[[ Extracted material, beginning ]]

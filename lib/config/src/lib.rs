//! Build-time configuration for the mali glue.
//! Values come from `flags.json` at the workspace root and are baked in as constants.

#![cfg_attr(not(test), no_std)]
#![deny(missing_docs)]

/// Constants generated from `flags.json`.
#[allow(missing_docs)]
pub mod build_flags {
    include!(concat!(env!("OUT_DIR"), "/build_flags.rs"));
}
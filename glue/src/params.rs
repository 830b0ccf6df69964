//! Run-time configuration of the glue, seeded from the build flags.

use config::build_flags::{
    MALI_AUTOSUSPEND_DELAY_MS, MALI_DEVICE_ID, MALI_DMA_MASK_BITS, MALI_MAX_CORE_SLOTS,
};
use utils::num::bit_mask;

/// Compatible string of the GPU node.
pub const MALI_COMPATIBLE: &str = "arm,mali-400";
/// Identity the GPU driver binds against.
pub const MALI_DEVICE_NAME: &str = "mali-utgard";
pub const MALI_BUS_CLOCK: &str = "ahb";
pub const MALI_MOD_CLOCK: &str = "mod";

/// Runtime power-management settings applied to the published device.
#[derive(Debug, Clone, Copy, PartialEq, Eq)]
pub struct RuntimePm {
    pub autosuspend_delay_ms: u32,
}

#[derive(Debug, Clone, PartialEq, Eq)]
pub struct GlueConfig {
    pub compatible: &'static str,
    pub bus_clock: &'static str,
    pub mod_clock: &'static str,
    /// Name of the reset line in `reset-names`; `None` takes the first one.
    pub reset: Option<&'static str>,
    pub device_name: &'static str,
    pub device_id: i32,
    pub dma_mask_bits: u32,
    /// Pixel-processor slots probed before giving up.
    pub max_core_slots: usize,
    /// `None` leaves runtime PM alone.
    pub runtime_pm: Option<RuntimePm>,
}

impl GlueConfig {
    pub fn dma_mask(&self) -> u64 {
        bit_mask(self.dma_mask_bits)
    }
}

impl Default for GlueConfig {
    fn default() -> Self {
        GlueConfig {
            compatible: MALI_COMPATIBLE,
            bus_clock: MALI_BUS_CLOCK,
            mod_clock: MALI_MOD_CLOCK,
            reset: None,
            device_name: MALI_DEVICE_NAME,
            device_id: MALI_DEVICE_ID as i32,
            dma_mask_bits: MALI_DMA_MASK_BITS as u32,
            max_core_slots: MALI_MAX_CORE_SLOTS,
            runtime_pm: if cfg!(feature = "pm-runtime") {
                Some(RuntimePm {
                    autosuspend_delay_ms: MALI_AUTOSUSPEND_DELAY_MS as u32,
                })
            } else {
                None
            },
        }
    }
}
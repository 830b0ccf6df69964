//! Allwinner sunXi platform glue for the ARM Mali Utgard (Mali-400) GPU.
//!
//! The glue finds the GPU in the platform description, powers it up (clock defaults, bus and
//! module clocks, reset line), maps its registers long enough to count the pixel-processor
//! cores, and publishes a `mali-utgard` platform device carrying the resource table the GPU
//! driver binds against. Any failure unwinds exactly what was acquired so far.
//!
//! Entry points live on [MaliGlue]: [MaliGlue::register_device] and
//! [MaliGlue::unregister_device].
#![cfg_attr(not(test), no_std)]
extern crate alloc;

#[macro_use]
pub mod console;
#[macro_use]
pub mod logging;
pub mod bringup;
pub mod error;
pub mod handle;
mod ledger;
pub mod lifecycle;
pub mod params;
pub mod platform;
pub mod resource;
pub mod teardown;
pub mod topology;

pub use error::{GlueError, PlatformError, Stage};
pub use handle::DeviceHandle;
pub use lifecycle::MaliGlue;
pub use params::{GlueConfig, RuntimePm};
pub use resource::{Resource, ResourceKind, ResourceTable, build_resource_table};
pub use topology::{GpuModel, GpuRevision, Topology, identify_revision, probe_core_count};
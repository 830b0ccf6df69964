#![cfg_attr(not(test), no_std)]

pub mod endian;
pub mod macros;
pub mod num;
//! Staged bring-up engine.
//!
//! Stages run in a fixed order and each successful acquisition lands in the [Ledger]. The
//! first failing stage stops the run; the ledger is then unwound so nothing acquired so far
//! stays held, and that stage's error is returned.

use crate::{
    error::{GlueError, PlatformError, Stage},
    handle::DeviceHandle,
    ledger::{Acquired, Ledger},
    params::GlueConfig,
    platform::{ClkRef, DeviceRef, NodeRef, Platform, ResetRef},
    resource::{GpuInterrupts, build_resource_table},
    topology::{Topology, identify_revision, probe_core_count},
};
use core::ops::Range;
use log::{error, info};

fn description(stage: Stage) -> impl FnOnce(PlatformError) -> GlueError {
    move |cause| GlueError::Description { stage, cause }
}

fn registration(stage: Stage) -> impl FnOnce(PlatformError) -> GlueError {
    move |cause| GlueError::Registration { stage, cause }
}

pub struct BringUp<'a, P: Platform + ?Sized> {
    platform: &'a P,
    config: &'a GlueConfig,
    ledger: Ledger<P::Window>,
}

impl<'a, P: Platform + ?Sized> BringUp<'a, P> {
    pub fn new(platform: &'a P, config: &'a GlueConfig) -> Self {
        BringUp {
            platform,
            config,
            ledger: Ledger::new(),
        }
    }

    /// Run every stage. On failure everything acquired is released before returning.
    pub fn run(mut self) -> Result<DeviceHandle, GlueError> {
        match self.stages() {
            Ok(handle) => {
                info!("Allwinner sunXi mali glue initialized");
                Ok(handle)
            }
            Err(err) => {
                error!(
                    "mali glue: couldn't {}, releasing {} acquired resources",
                    err,
                    self.ledger.len()
                );
                self.ledger.unwind(self.platform);
                Err(err)
            }
        }
    }

    fn stages(&mut self) -> Result<DeviceHandle, GlueError> {
        let node = self.locate_node()?;
        self.apply_clock_defaults(node)?;
        let bus_clk = self.enable_clock(
            node,
            Stage::BusClock,
            self.config.bus_clock,
            Acquired::BusClock,
        )?;
        let mod_clk = self.enable_clock(
            node,
            Stage::ModClock,
            self.config.mod_clock,
            Acquired::ModClock,
        )?;
        let reset = self.deassert_reset(node)?;
        let base = self
            .platform
            .description()
            .address(node, 0)
            .map_err(description(Stage::BaseAddress))?;
        debug_ex!("mali registers at {:?}", base);
        let range: Range<usize> = base.into();
        self.map_registers(range.clone())?;
        let topology = self.probe_topology()?;
        let irqs = self.resolve_interrupts(node, topology)?;
        let device = self.alloc_device()?;
        self.attach_resources(device, range.start, topology, &irqs)?;
        if let Some(window) = self.ledger.mapping() {
            identify_revision(window, topology.cores());
        }
        self.platform
            .bus()
            .device_add(device)
            .map_err(registration(Stage::Publish))?;
        self.ledger.push(Acquired::Published(device));
        let runtime_pm = self.enable_runtime_pm(device);

        self.ledger.release_probing(self.platform);
        self.ledger.commit();
        Ok(DeviceHandle::new(bus_clk, mod_clk, reset, device, runtime_pm))
    }

    fn locate_node(&mut self) -> Result<NodeRef, GlueError> {
        let node = self
            .platform
            .description()
            .find_compatible(self.config.compatible)
            .ok_or(GlueError::Description {
                stage: Stage::LocateNode,
                cause: PlatformError::NoDevice,
            })?;
        self.ledger.push(Acquired::Node(node));
        Ok(node)
    }

    fn apply_clock_defaults(&mut self, node: NodeRef) -> Result<(), GlueError> {
        let assigned = self
            .platform
            .description()
            .assigned_clocks(node)
            .map_err(description(Stage::ClockDefaults))?;
        self.platform
            .clocks()
            .clk_set_defaults(&assigned)
            .map_err(registration(Stage::ClockDefaults))
    }

    /// Look up and enable the bus or module clock. A clock that fails to enable is put
    /// before returning.
    fn enable_clock(
        &mut self,
        node: NodeRef,
        stage: Stage,
        name: &str,
        record: fn(ClkRef) -> Acquired<P::Window>,
    ) -> Result<ClkRef, GlueError> {
        let clocks = self.platform.clocks();
        let spec = self
            .platform
            .description()
            .clock(node, name)
            .map_err(description(stage))?;
        let clk = clocks.clk_get(&spec).map_err(description(stage))?;
        if let Err(cause) = clocks.clk_prepare_enable(clk) {
            clocks.clk_put(clk);
            return Err(GlueError::Registration { stage, cause });
        }
        self.ledger.push(record(clk));
        Ok(clk)
    }

    fn deassert_reset(&mut self, node: NodeRef) -> Result<ResetRef, GlueError> {
        let resets = self.platform.resets();
        let spec = self
            .platform
            .description()
            .reset(node, self.config.reset)
            .map_err(description(Stage::Reset))?;
        let rst = resets.reset_get(&spec).map_err(description(Stage::Reset))?;
        if let Err(cause) = resets.reset_deassert(rst) {
            resets.reset_put(rst);
            return Err(GlueError::Registration {
                stage: Stage::Reset,
                cause,
            });
        }
        self.ledger.push(Acquired::Reset(rst));
        Ok(rst)
    }

    fn map_registers(&mut self, range: Range<usize>) -> Result<(), GlueError> {
        let window = self
            .platform
            .io()
            .ioremap(range.into())
            .ok_or(GlueError::Allocation {
                stage: Stage::MapRegisters,
            })?;
        self.ledger.push(Acquired::Mapping(window));
        Ok(())
    }

    fn probe_topology(&self) -> Result<Topology, GlueError> {
        let cores = self
            .ledger
            .mapping()
            .map_or(0, |window| probe_core_count(window, self.config.max_core_slots));
        let topology = Topology::try_from(cores).map_err(|_| GlueError::Topology { cores })?;
        info!("Number of cores {}", cores);
        Ok(topology)
    }

    fn resolve_interrupts(
        &self,
        node: NodeRef,
        topology: Topology,
    ) -> Result<GpuInterrupts, GlueError> {
        let description = self.platform.description();
        GpuInterrupts::resolve(topology, |name| description.irq_by_name(node, name)).map_err(
            |(name, cause)| {
                error!("Couldn't retrieve our {} interrupt", name);
                GlueError::Description {
                    stage: Stage::Interrupts,
                    cause,
                }
            },
        )
    }

    fn alloc_device(&mut self) -> Result<DeviceRef, GlueError> {
        let bus = self.platform.bus();
        let device = bus
            .device_alloc(self.config.device_name, self.config.device_id)
            .ok_or(GlueError::Allocation {
                stage: Stage::AllocDevice,
            })?;
        self.ledger.push(Acquired::Device(device));
        bus.set_dma_mask(device, self.config.dma_mask());
        Ok(device)
    }

    fn attach_resources(
        &mut self,
        device: DeviceRef,
        base: usize,
        topology: Topology,
        irqs: &GpuInterrupts,
    ) -> Result<(), GlueError> {
        let table = build_resource_table(base, topology, irqs).ok_or(GlueError::Allocation {
            stage: Stage::Resources,
        })?;
        self.platform
            .bus()
            .add_resources(device, table)
            .map_err(registration(Stage::Resources))
    }

    /// Best effort; returns whether runtime PM was enabled.
    fn enable_runtime_pm(&mut self, device: DeviceRef) -> bool {
        let Some(pm) = self.config.runtime_pm else {
            return false;
        };
        let bus = self.platform.bus();
        bus.set_autosuspend_delay(device, pm.autosuspend_delay_ms);
        bus.use_autosuspend(device);
        bus.pm_runtime_enable(device);
        self.ledger.push(Acquired::RuntimePm(device));
        true
    }
}
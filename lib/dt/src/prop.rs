use alloc::{boxed::Box, vec::Vec};
use core::str;

pub struct Property {
    pub name: Box<str>,
    pub data: Box<[u8]>,
}

impl Property {
    pub fn new(name: &str, data: &[u8]) -> Property {
        Property {
            name: Box::from(name),
            data: Box::from(data),
        }
    }

    pub fn is_empty(&self) -> bool {
        self.data.is_empty()
    }

    pub fn value_as_u32(&self) -> Result<u32, PropertyError> {
        let bytes = self
            .data
            .get(0..4)
            .ok_or(PropertyError::InvalidPropFormat)?;
        Ok(u32::from_be_bytes([bytes[0], bytes[1], bytes[2], bytes[3]]))
    }

    pub fn value_as_u64(&self) -> Result<u64, PropertyError> {
        let cells = self.value_as_cells()?;
        match cells.as_slice() {
            [hi, lo, ..] => Ok(((*hi as u64) << 32) | *lo as u64),
            _ => Err(PropertyError::InvalidPropFormat),
        }
    }

    pub fn value_as_str(&self) -> Result<&str, PropertyError> {
        let raw = self.data.split(|b| *b == 0).next().unwrap_or(&[]);
        str::from_utf8(raw).map_err(|_| PropertyError::InvalidPropFormat)
    }

    pub fn value_as_strlist(&self) -> Result<Vec<&str>, PropertyError> {
        let mut data: &[u8] = &self.data;
        // a single trailing NUL terminates the list, it does not start an empty entry
        if let [rest @ .., 0] = data {
            data = rest;
        }
        if data.is_empty() {
            return Ok(Vec::new());
        }
        data.split(|b| *b == 0)
            .map(|s| str::from_utf8(s).map_err(|_| PropertyError::InvalidPropFormat))
            .collect()
    }

    /// Decode the value as a list of big-endian 32-bit cells.
    pub fn value_as_cells(&self) -> Result<Vec<u32>, PropertyError> {
        if self.data.len() % 4 != 0 {
            return Err(PropertyError::InvalidPropFormat);
        }
        Ok(self
            .data
            .chunks_exact(4)
            .map(|c| u32::from_be_bytes([c[0], c[1], c[2], c[3]]))
            .collect())
    }
}

#[derive(Debug, Clone, Copy, PartialEq, Eq)]
pub enum PropertyError {
    InvalidPropFormat,
    PropNotFound,
    DanglingHandle,
    /// The requested name is absent from the matching `*-names` list.
    NameNotFound,
    /// The address cannot be translated to the root address space.
    Untranslatable,
}
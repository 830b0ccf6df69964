use std::{collections::BTreeMap, env, fs, path::PathBuf};

fn parse_number(value: &str) -> Result<u64, std::num::ParseIntError> {
    let clean = value.trim().replace('_', "");
    match clean.strip_prefix("0x") {
        Some(hex) => u64::from_str_radix(hex, 16),
        None => clean.parse(),
    }
}

fn main() {
    let manifest_dir = env::var("CARGO_MANIFEST_DIR").unwrap();
    let flags_path = PathBuf::from(manifest_dir).join("../../flags.json");
    let flags_str = fs::read_to_string(&flags_path)
        .unwrap_or_else(|err| panic!("Error reading {}: {}", flags_path.display(), err));
    let flagmap: BTreeMap<String, String> = serde_json::from_str(&flags_str)
        .unwrap_or_else(|err| panic!("Malformed {}: {}", flags_path.display(), err));
    make_flags(&flagmap);
    println!("cargo:rerun-if-changed=build.rs");
    println!("cargo:rerun-if-changed=../../flags.json");
}

fn make_flags(flagmap: &BTreeMap<String, String>) {
    let mut s = String::from("");
    for (key, value) in flagmap {
        let value = parse_number(value)
            .unwrap_or_else(|err| panic!("Flag '{}' is not a number: {}", key, err));
        s += format!("pub const {}: usize = {:#x};\n", key, value).as_str();
    }
    let out_dir = env::var("OUT_DIR").unwrap();
    let path = PathBuf::from(out_dir).join("build_flags.rs");
    fs::write(path, s).unwrap();
}
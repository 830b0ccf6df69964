//! Serialize a device tree into the flattened (FDT) binary format.
//!
//! The writer emits nodes in the order they are opened, so callers describe a tree the same way
//! a `.dts` source reads. The resulting [FdtBlob] is 8-byte aligned and can be handed straight
//! to [super::reader::FdtReader].

use super::{FDT_MAGIC, FDT_VERSION, FdtNodeType, LAST_COMP_VERSION};
use alloc::{string::String, vec, vec::Vec};
use utils::num::AlignableTo;

const HEADER_SIZE: usize = 40;
const RSVMAP_ENTRY_SIZE: usize = 16;

pub struct FdtWriter {
    structs: Vec<u8>,
    strings: Vec<u8>,
    string_offsets: Vec<(String, u32)>,
    depth: usize,
}

impl FdtWriter {
    pub fn new() -> FdtWriter {
        FdtWriter {
            structs: vec![],
            strings: vec![],
            string_offsets: vec![],
            depth: 0,
        }
    }

    fn push_word(&mut self, word: u32) {
        self.structs.extend_from_slice(&word.to_be_bytes());
    }

    fn push_padded(&mut self, data: &[u8]) {
        self.structs.extend_from_slice(data);
        let aligned = self.structs.len().align_up(4);
        self.structs.resize(aligned, 0);
    }

    fn string_offset(&mut self, name: &str) -> u32 {
        if let Some((_, off)) = self.string_offsets.iter().find(|(s, _)| s == name) {
            return *off;
        }
        let off = self.strings.len() as u32;
        self.strings.extend_from_slice(name.as_bytes());
        self.strings.push(0);
        self.string_offsets.push((String::from(name), off));
        off
    }

    pub fn begin_node(&mut self, name: &str) -> &mut Self {
        self.push_word(FdtNodeType::FDT_BEGIN_NODE.bits());
        let mut raw = Vec::with_capacity(name.len() + 1);
        raw.extend_from_slice(name.as_bytes());
        raw.push(0);
        self.push_padded(&raw);
        self.depth += 1;
        self
    }

    pub fn end_node(&mut self) -> &mut Self {
        self.push_word(FdtNodeType::FDT_END_NODE.bits());
        self.depth = self.depth.saturating_sub(1);
        self
    }

    pub fn property(&mut self, name: &str, data: &[u8]) -> &mut Self {
        let name_off = self.string_offset(name);
        self.push_word(FdtNodeType::FDT_PROP.bits());
        self.push_word(data.len() as u32);
        self.push_word(name_off);
        self.push_padded(data);
        self
    }

    pub fn property_empty(&mut self, name: &str) -> &mut Self {
        self.property(name, &[])
    }

    pub fn property_u32(&mut self, name: &str, value: u32) -> &mut Self {
        self.property(name, &value.to_be_bytes())
    }

    pub fn property_cells(&mut self, name: &str, cells: &[u32]) -> &mut Self {
        let data: Vec<u8> = cells.iter().flat_map(|c| c.to_be_bytes()).collect();
        self.property(name, &data)
    }

    pub fn property_string(&mut self, name: &str, value: &str) -> &mut Self {
        self.property_strings(name, &[value])
    }

    pub fn property_strings(&mut self, name: &str, values: &[&str]) -> &mut Self {
        let mut data = vec![];
        for value in values {
            data.extend_from_slice(value.as_bytes());
            data.push(0);
        }
        self.property(name, &data)
    }

    /// Close any open nodes and assemble the blob.
    pub fn finish(mut self) -> FdtBlob {
        while self.depth > 0 {
            self.end_node();
        }
        self.push_word(FdtNodeType::FDT_END.bits());

        let off_mem_rsvmap = HEADER_SIZE.align_up(8);
        let off_dt_struct = off_mem_rsvmap + RSVMAP_ENTRY_SIZE;
        let off_dt_strings = off_dt_struct + self.structs.len();
        let totalsize = off_dt_strings + self.strings.len();

        let header = [
            FDT_MAGIC,
            totalsize as u32,
            off_dt_struct as u32,
            off_dt_strings as u32,
            off_mem_rsvmap as u32,
            FDT_VERSION,
            LAST_COMP_VERSION,
            0,
            self.strings.len() as u32,
            self.structs.len() as u32,
        ];
        let mut bytes = Vec::with_capacity(totalsize);
        for word in header {
            bytes.extend_from_slice(&word.to_be_bytes());
        }
        bytes.resize(off_dt_struct, 0); // padding and the terminating reservation entry
        bytes.extend_from_slice(&self.structs);
        bytes.extend_from_slice(&self.strings);
        FdtBlob::from_bytes(&bytes)
    }
}

impl Default for FdtWriter {
    fn default() -> Self {
        Self::new()
    }
}

/// An owned FDT image whose storage is 8-byte aligned.
pub struct FdtBlob {
    words: Vec<u64>,
    len: usize,
}

impl FdtBlob {
    pub fn from_bytes(bytes: &[u8]) -> FdtBlob {
        let mut words = vec![0u64; bytes.len().align_up(8) / 8];
        for (word, chunk) in words.iter_mut().zip(bytes.chunks(8)) {
            let mut raw = [0u8; 8];
            raw[..chunk.len()].copy_from_slice(chunk);
            *word = u64::from_ne_bytes(raw);
        }
        FdtBlob {
            words,
            len: bytes.len(),
        }
    }

    pub fn as_ptr(&self) -> *const u8 {
        self.words.as_ptr() as *const u8
    }

    pub fn len(&self) -> usize {
        self.len
    }

    pub fn is_empty(&self) -> bool {
        self.len == 0
    }

    pub fn as_bytes(&self) -> &[u8] {
        // SAFETY: `words` owns at least `len` initialized bytes.
        unsafe { core::slice::from_raw_parts(self.as_ptr(), self.len) }
    }
}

[[ Extracted material, end ]]

* [Work to be completed]:
If a line in the entries includes the word "totalsize", copy that line out.

* [Exercise answer]:
        let totalsize = off_dt_strings + self.strings.len();
            totalsize as u32,
        let mut bytes = Vec::with_capacity(totalsize);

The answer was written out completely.